Muhadjir pun "membuktikannya" dengan dilibatkannya TNI-Polri dalam upaya pengendalian kasus COVID-19. Dan tentu saja pernyataan Muhadjir ini langsung menuai beragam reaksi, mulai dari Politikus Partai Gerindra Fadli Zon sampai Komnas HAM.
Fadli, lewat cuitan di Twitter-nya, membantah pernyataan Muhadjir tersebut. "Pernyataan ini ngawur! Kok bisa mengatakan sekarang darurat militer. Mana militernya?" cuit Fadli, Sabtu (17/7).
Fadli pun menilai Muhadjir mencerminkan kurangnya pemahaman dan konsep pemerintah dalam mengatasi wabah COVID-19. "Sirkus pernyataan ini hanya menambah daftar kurangnya konsep dan pengetahuan elementer plus koordinasi penanganan COVID," sambung Fadli.
Sedangkan Komnas HAM menyebut istilah darurat kesehatan lebih tepat digunakan ketimbang darurat militer. "Mungkin lebih tepatnya darurat kesehatan publik karena penyebaran COVID-19 belum terkendali, sementara korban yang meninggal-jatuh sakit terus bertambah," terang Komisioner Komnas HAM, Beka Ulung Hapsara, Jumat (16/7).

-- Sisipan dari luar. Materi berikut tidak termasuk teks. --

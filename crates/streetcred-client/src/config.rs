//! Client configuration.
//!
//! Both configs load from environment variables and can be constructed
//! directly for tests. Custom `Debug` implementations redact API keys.

use url::Url;

/// Default object-storage bucket for report images.
pub const DEFAULT_BUCKET: &str = "report_images";

/// Default Gemini model.
pub const DEFAULT_GEMINI_MODEL: &str = "gemini-2.0-flash-exp";

/// Default Gemini API base URL.
pub const DEFAULT_GEMINI_BASE_URL: &str = "https://generativelanguage.googleapis.com";

const DEFAULT_TIMEOUT_SECS: u64 = 30;

/// Connection settings for a Supabase project (record store + storage).
#[derive(Clone)]
pub struct SupabaseConfig {
    /// Project URL, e.g. `https://abcd.supabase.co`.
    pub url: Url,
    /// Service or anon key, sent as `apikey` and bearer token.
    pub api_key: String,
    /// Bucket holding report images.
    pub bucket: String,
    /// Request timeout in seconds.
    pub timeout_secs: u64,
}

impl std::fmt::Debug for SupabaseConfig {
    fn fmt(&self, f: &mut std::fmt::Formatter<'_>) -> std::fmt::Result {
        f.debug_struct("SupabaseConfig")
            .field("url", &self.url)
            .field("api_key", &"[REDACTED]")
            .field("bucket", &self.bucket)
            .field("timeout_secs", &self.timeout_secs)
            .finish()
    }
}

impl SupabaseConfig {
    /// Load configuration from environment variables.
    ///
    /// Variables:
    /// - `SUPABASE_URL` (fallback `NEXT_PUBLIC_SUPABASE_URL`, required)
    /// - `SUPABASE_KEY` (fallback `NEXT_PUBLIC_SUPABASE_ANON_KEY`, required)
    /// - `SUPABASE_BUCKET` (default: `report_images`)
    /// - `SUPABASE_TIMEOUT_SECS` (default: 30)
    pub fn from_env() -> Result<Self, ConfigError> {
        let raw_url = env_first(&["SUPABASE_URL", "NEXT_PUBLIC_SUPABASE_URL"])
            .ok_or(ConfigError::Missing("SUPABASE_URL"))?;
        let api_key = env_first(&["SUPABASE_KEY", "NEXT_PUBLIC_SUPABASE_ANON_KEY"])
            .ok_or(ConfigError::Missing("SUPABASE_KEY"))?;
        Ok(Self {
            url: parse_url("SUPABASE_URL", &raw_url)?,
            api_key,
            bucket: std::env::var("SUPABASE_BUCKET").unwrap_or_else(|_| DEFAULT_BUCKET.to_string()),
            timeout_secs: env_secs("SUPABASE_TIMEOUT_SECS"),
        })
    }

    /// Whether the environment names a Supabase project at all.
    pub fn is_configured() -> bool {
        env_first(&["SUPABASE_URL", "NEXT_PUBLIC_SUPABASE_URL"]).is_some()
    }

    /// Configuration pointing at a local mock server.
    pub fn local_mock(base: &str, api_key: &str) -> Result<Self, ConfigError> {
        Ok(Self {
            url: parse_url("mock", base)?,
            api_key: api_key.to_string(),
            bucket: DEFAULT_BUCKET.to_string(),
            timeout_secs: 5,
        })
    }
}

/// Connection settings for the Gemini text-generation API.
#[derive(Clone)]
pub struct GeminiConfig {
    pub base_url: Url,
    pub api_key: String,
    pub model: String,
    pub timeout_secs: u64,
}

impl std::fmt::Debug for GeminiConfig {
    fn fmt(&self, f: &mut std::fmt::Formatter<'_>) -> std::fmt::Result {
        f.debug_struct("GeminiConfig")
            .field("base_url", &self.base_url)
            .field("api_key", &"[REDACTED]")
            .field("model", &self.model)
            .field("timeout_secs", &self.timeout_secs)
            .finish()
    }
}

impl GeminiConfig {
    /// Load configuration from environment variables.
    ///
    /// Variables:
    /// - `GEMINI_API_KEY` (fallback `GOOGLE_API_KEY`, required)
    /// - `GEMINI_MODEL` (default: `gemini-2.0-flash-exp`)
    /// - `GEMINI_BASE_URL` (default: `https://generativelanguage.googleapis.com`)
    /// - `GEMINI_TIMEOUT_SECS` (default: 30)
    pub fn from_env() -> Result<Self, ConfigError> {
        let api_key = env_first(&["GEMINI_API_KEY", "GOOGLE_API_KEY"])
            .ok_or(ConfigError::Missing("GEMINI_API_KEY"))?;
        let raw_url = std::env::var("GEMINI_BASE_URL")
            .unwrap_or_else(|_| DEFAULT_GEMINI_BASE_URL.to_string());
        Ok(Self {
            base_url: parse_url("GEMINI_BASE_URL", &raw_url)?,
            api_key,
            model: std::env::var("GEMINI_MODEL")
                .unwrap_or_else(|_| DEFAULT_GEMINI_MODEL.to_string()),
            timeout_secs: env_secs("GEMINI_TIMEOUT_SECS"),
        })
    }

    /// Whether the environment carries a Gemini key.
    pub fn is_configured() -> bool {
        env_first(&["GEMINI_API_KEY", "GOOGLE_API_KEY"]).is_some()
    }

    /// Configuration pointing at a local mock server.
    pub fn local_mock(base: &str, api_key: &str) -> Result<Self, ConfigError> {
        Ok(Self {
            base_url: parse_url("mock", base)?,
            api_key: api_key.to_string(),
            model: DEFAULT_GEMINI_MODEL.to_string(),
            timeout_secs: 5,
        })
    }
}

/// First non-empty value among `vars`.
fn env_first(vars: &[&str]) -> Option<String> {
    vars.iter()
        .filter_map(|v| std::env::var(v).ok())
        .find(|v| !v.trim().is_empty())
}

fn env_secs(var: &str) -> u64 {
    std::env::var(var)
        .ok()
        .and_then(|s| s.parse().ok())
        .unwrap_or(DEFAULT_TIMEOUT_SECS)
}

fn parse_url(var: &str, raw: &str) -> Result<Url, ConfigError> {
    Url::parse(raw.trim()).map_err(|e| ConfigError::InvalidUrl(var.to_string(), e.to_string()))
}

/// Configuration errors.
#[derive(Debug, thiserror::Error)]
pub enum ConfigError {
    #[error("{0} environment variable is required")]
    Missing(&'static str),
    #[error("invalid URL for {0}: {1}")]
    InvalidUrl(String, String),
    #[error("API key is not a valid header value")]
    InvalidKey,
}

"Dampak lainnya juga dirasakan pada fasilitas kesehatan, tenaga kesehatan, serta perekonomian nasional," imbuh Beka. "Baik skala mikro maupun makro."
Dalam kondisi darurat kesehatan seperti ini, menurut Beka, memang wajar bila mengerahkan personel TNI dan Polri. "Yang terpenting tidak melanggar hak asasi manusia, sementara dari warga juga menjalankan instruksi pemerintah dengan baik, yaitu protokol kesehatan," lanjutnya.
Komnas HAM pun menilai langkah yang ditempuh pemerintah sudah tepat. Sebab saat ini aparat kepolisian menjadi ujung tombak menindak pelanggaran PPKM Darurat, sementara dibantu oleh TNI dan Satpol PP.